WHAT YOU HAVE TO DO → Would you return every line of the listing below that has "TableBuilder" in it?

SOURCE MATERIAL →
....................

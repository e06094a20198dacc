//! Office Open XML packages.
//!
//! The module is organized in layers:
//!
//! 1. **OPC layer** (`opc`): parts, relationships, content types, the ZIP
//!    container and the [`PackageGateway`](opc::PackageGateway) documents
//!    persist through
//! 2. **Parts** (`parts`): the XML parts documents interpret (core
//!    properties, theme, workbook) and templates for new documents
//! 3. **Format modules**: `docx`, `pptx` and `xlsx`
pub mod docx;
pub mod opc;
pub mod parts;
pub mod pptx;
pub mod xlsx;
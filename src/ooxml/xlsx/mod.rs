//! Excel (.xlsx) workbooks.
//!
//! The workbook keeps its sheets in a [`SheetRegistry`]: an ordered set of
//! uniquely named [`Sheet`]s with identities that survive renames.

pub mod excel;
pub mod registry;
pub mod sheet;

pub use excel::Excel;
pub use registry::{SheetRegistry, validate_sheet_name};
pub use sheet::{Sheet, SheetId, SheetState};
//! Error conversion implementations.
//!
//! This module contains From trait implementations to convert from internal
//! error types to the unified Error type.

use super::types::Error;
use crate::ooxml::opc::error::OpcError;
use crate::schema::SchemaError;

impl From<SchemaError> for Error {
    fn from(err: SchemaError) -> Self {
        match err {
            SchemaError::MalformedBuffer(s) => Error::MalformedBuffer(s),
            SchemaError::FieldOutOfRange { slot, reason } => Error::FieldOutOfRange { slot, reason },
            SchemaError::TypeMismatch {
                slot,
                expected,
                found,
            } => Error::TypeMismatch {
                slot,
                expected: expected.to_string(),
                found,
            },
        }
    }
}

impl From<OpcError> for Error {
    fn from(err: OpcError) -> Self {
        match err {
            OpcError::IoError(e) => Error::Io(e),
            OpcError::UnsupportedContainer(s) => Error::UnsupportedFormat(s),
            OpcError::PartNotFound(s) => {
                Error::MalformedBuffer(format!("required part missing: {}", s))
            },
            OpcError::WriteError(s) => Error::Io(std::io::Error::other(s)),
            OpcError::ZipError(_)
            | OpcError::XmlError(_)
            | OpcError::QuickXmlError(_)
            | OpcError::Utf8Error(_)
            | OpcError::InvalidPackUri(_) => Error::MalformedBuffer(err.to_string()),
        }
    }
}
//! Typed property records over the binary schema.
//!
//! Each record publishes its field offsets as `VT_*` constants. Reads of an
//! unset field return the record's default; writes are batched until the
//! record is encoded with [`PropertyModel::to_bytes`].

pub mod core_properties;
pub mod excel_properties;
pub mod style_setting;
pub mod table;
pub mod theme;

pub use core_properties::CoreProperties;
pub use excel_properties::ExcelProperties;
pub use style_setting::{
    BorderLine, BorderSide, BorderStyle, HorizontalAlignment, StyleSetting, VerticalAlignment,
};
pub use table::{FieldSpec, PropertyModel, PropertyTable, Schema};
pub use theme::{ThemeColor, ThemePalette, ThemeSlot};
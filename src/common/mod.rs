//! Common types and utilities shared across document kinds.

// Submodule declarations
pub mod binary;
pub mod error;

// Re-exports for convenience
pub use error::{Error, Result, StatusCode};
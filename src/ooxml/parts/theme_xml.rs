//! Theme colour scheme (`a:clrScheme`) inside a theme part.
//!
//! Only the twelve scheme colours are interpreted. Saving rewrites the
//! scheme slots the caller changed and copies everything else, other slots
//! included, unchanged.

use quick_xml::events::{BytesEnd, BytesStart, Event};
use quick_xml::{Reader, Writer};

use super::{malformed, prefix_of};
use crate::common::Result;
use crate::models::{PropertyModel, ThemeColor, ThemePalette, ThemeSlot};
use crate::schema::TableBuilder;

const PART: &str = "theme";

/// Read the colour scheme of a theme part into a palette.
///
/// Every slot found is stored explicitly. `a:sysClr` slots use their
/// `lastClr` value; slots using other colour models are left unset. The
/// palette starts without changes, so [`apply_palette`] leaves the part as
/// it is until a slot is set.
pub fn parse_palette(xml: &str) -> Result<ThemePalette> {
    let mut reader = Reader::from_str(xml);
    let mut colors = TableBuilder::new();
    let mut in_scheme = false;
    let mut current: Option<ThemeSlot> = None;

    loop {
        match reader.read_event().map_err(|e| malformed(PART, e))? {
            Event::Start(e) => match e.local_name().as_ref() {
                b"clrScheme" => in_scheme = true,
                name if in_scheme => {
                    if let Some(slot) = std::str::from_utf8(name).ok().and_then(ThemeSlot::from_xml_name) {
                        current = Some(slot);
                    } else if let Some(slot) = current
                        && let Some(color) = color_of(&e)?
                    {
                        colors.set(slot.vt(), &color)?;
                    }
                },
                _ => {},
            },
            Event::Empty(e) if in_scheme => {
                if let Some(slot) = current
                    && let Some(color) = color_of(&e)?
                {
                    colors.set(slot.vt(), &color)?;
                }
            },
            Event::End(e) => match e.local_name().as_ref() {
                b"clrScheme" => break,
                name if in_scheme => {
                    if current.is_some_and(|slot| slot.xml_name().as_bytes() == name) {
                        current = None;
                    }
                },
                _ => {},
            },
            Event::Eof => break,
            _ => {},
        }
    }

    Ok(ThemePalette::from_bytes(colors.finish()?)?)
}

/// Colour carried by an `a:srgbClr` or `a:sysClr` element.
fn color_of(e: &BytesStart<'_>) -> Result<Option<ThemeColor>> {
    let attr_name: &[u8] = match e.local_name().as_ref() {
        b"srgbClr" => b"val",
        b"sysClr" => b"lastClr",
        _ => return Ok(None),
    };

    for attr in e.attributes() {
        let attr = attr.map_err(|err| malformed(PART, err))?;
        if attr.key.local_name().as_ref() == attr_name {
            let value = attr.unescape_value().map_err(|err| malformed(PART, err))?;
            return ThemeColor::from_hex(&value)
                .map(Some)
                .ok_or_else(|| malformed(PART, format!("invalid colour {:?}", value)));
        }
    }
    Ok(None)
}

/// Rewrite the scheme slots `palette` has changed with their effective
/// colours. Each rewritten slot ends up holding a single `srgbClr`; slots
/// not changed keep their original markup.
pub fn apply_palette(xml: &str, palette: &ThemePalette) -> Result<String> {
    let mut reader = Reader::from_str(xml);
    let mut writer = Writer::new(Vec::with_capacity(xml.len() + 64));
    let mut in_scheme = false;

    loop {
        let event = reader.read_event().map_err(|e| malformed(PART, e))?;
        let slot = match &event {
            Event::Start(e) | Event::Empty(e) if in_scheme => {
                std::str::from_utf8(e.local_name().as_ref())
                    .ok()
                    .and_then(ThemeSlot::from_xml_name)
                    .filter(|slot| palette.is_modified(*slot))
            },
            _ => None,
        };

        match (event, slot) {
            (Event::Start(e), Some(slot)) => {
                reader
                    .read_to_end(e.name())
                    .map_err(|err| malformed(PART, err))?;
                write_slot(&mut writer, &e, palette.color(slot)?)?;
            },
            (Event::Empty(e), Some(slot)) => {
                write_slot(&mut writer, &e, palette.color(slot)?)?;
            },
            (Event::Eof, _) => break,
            (event, _) => {
                match &event {
                    Event::Start(e) if e.local_name().as_ref() == b"clrScheme" => in_scheme = true,
                    Event::End(e) if e.local_name().as_ref() == b"clrScheme" => in_scheme = false,
                    _ => {},
                }
                writer
                    .write_event(event)
                    .map_err(|e| malformed(PART, e))?;
            },
        }
    }

    String::from_utf8(writer.into_inner()).map_err(|e| malformed(PART, e))
}

fn write_slot(
    writer: &mut Writer<Vec<u8>>,
    slot_start: &BytesStart<'_>,
    color: ThemeColor,
) -> Result<()> {
    let io = |e: std::io::Error| malformed(PART, e);
    let qualified = slot_start.name();
    let slot_name = std::str::from_utf8(qualified.as_ref()).map_err(|e| malformed(PART, e))?;
    let srgb = format!("{}srgbClr", prefix_of(qualified.as_ref()));
    let hex = color.to_hex();

    let mut start = BytesStart::new(slot_name);
    start.extend_attributes(slot_start.attributes().filter_map(|a| a.ok()));
    writer.write_event(Event::Start(start)).map_err(io)?;
    writer
        .write_event(Event::Empty(
            BytesStart::new(srgb.as_str()).with_attributes([("val", hex.as_str())]),
        ))
        .map_err(io)?;
    writer
        .write_event(Event::End(BytesEnd::new(slot_name)))
        .map_err(io)?;
    Ok(())
}

#[cfg(test)]
mod tests {
    use super::*;
    use crate::ooxml::parts::template;

    #[test]
    fn test_parse_default_theme() {
        let palette = parse_palette(template::THEME_XML).unwrap();
        for slot in ThemeSlot::ALL {
            assert_eq!(
                palette.explicit_color(slot).unwrap(),
                Some(slot.default_color()),
                "{:?}",
                slot
            );
        }
    }

    #[test]
    fn test_apply_then_parse() {
        let mut palette = ThemePalette::new();
        palette
            .set_color(ThemeSlot::Accent1, ThemeColor::rgb(0x12, 0x34, 0x56))
            .unwrap();
        palette
            .set_color(ThemeSlot::Dark1, ThemeColor::rgb(0x10, 0x10, 0x10))
            .unwrap();

        let xml = apply_palette(template::THEME_XML, &palette).unwrap();
        assert!(xml.contains(r#"<a:accent1><a:srgbClr val="123456"/></a:accent1>"#));
        assert!(!xml.contains("windowText"));
        // Everything outside the colour scheme survives.
        assert!(xml.contains(r#"<a:latin typeface="Calibri Light"/>"#));

        let reread = parse_palette(&xml).unwrap();
        assert_eq!(
            reread.color(ThemeSlot::Accent1).unwrap(),
            ThemeColor::rgb(0x12, 0x34, 0x56)
        );
        assert_eq!(
            reread.color(ThemeSlot::Dark1).unwrap(),
            ThemeColor::rgb(0x10, 0x10, 0x10)
        );
        assert_eq!(
            reread.color(ThemeSlot::Hyperlink).unwrap(),
            ThemeSlot::Hyperlink.default_color()
        );
    }

    #[test]
    fn test_apply_is_stable() {
        let palette = ThemePalette::new();
        let once = apply_palette(template::THEME_XML, &palette).unwrap();
        let twice = apply_palette(&once, &palette).unwrap();
        assert_eq!(once, twice);
    }

    const MIXED_SCHEME: &str = r#"<a:theme xmlns:a="http://schemas.openxmlformats.org/drawingml/2006/main"><a:themeElements><a:clrScheme name="Mixed">
        <a:dk1><a:sysClr val="windowText" lastClr="000000"/></a:dk1>
        <a:accent1><a:hslClr hue="0" sat="100%" lum="50%"/></a:accent1>
        <a:accent2><a:srgbClr val="ED7D31"/></a:accent2>
    </a:clrScheme></a:themeElements></a:theme>"#;

    #[test]
    fn test_unchanged_palette_keeps_markup() {
        let palette = parse_palette(MIXED_SCHEME).unwrap();
        assert!(!palette.has_changes());
        assert_eq!(palette.explicit_color(ThemeSlot::Accent1).unwrap(), None);

        let xml = apply_palette(MIXED_SCHEME, &palette).unwrap();
        assert_eq!(xml, MIXED_SCHEME);
    }

    #[test]
    fn test_only_changed_slots_are_rewritten() {
        let mut palette = parse_palette(MIXED_SCHEME).unwrap();
        palette
            .set_color(ThemeSlot::Accent2, ThemeColor::rgb(0xAB, 0xCD, 0xEF))
            .unwrap();

        let xml = apply_palette(MIXED_SCHEME, &palette).unwrap();
        assert!(xml.contains(r#"<a:accent2><a:srgbClr val="ABCDEF"/></a:accent2>"#));
        assert!(xml.contains(r#"<a:accent1><a:hslClr hue="0" sat="100%" lum="50%"/></a:accent1>"#));
        assert!(xml.contains(r#"<a:sysClr val="windowText" lastClr="000000"/>"#));
    }

    #[test]
    fn test_invalid_colour_is_malformed() {
        let xml = r#"<a:theme xmlns:a="x"><a:themeElements><a:clrScheme name="x">
            <a:accent1><a:srgbClr val="ZZZZZZ"/></a:accent1>
        </a:clrScheme></a:themeElements></a:theme>"#;
        assert!(parse_palette(xml).is_err());
    }
}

....................

WRITTEN RESPONSE →
use crate::schema::TableBuilder;
    let mut colors = TableBuilder::new();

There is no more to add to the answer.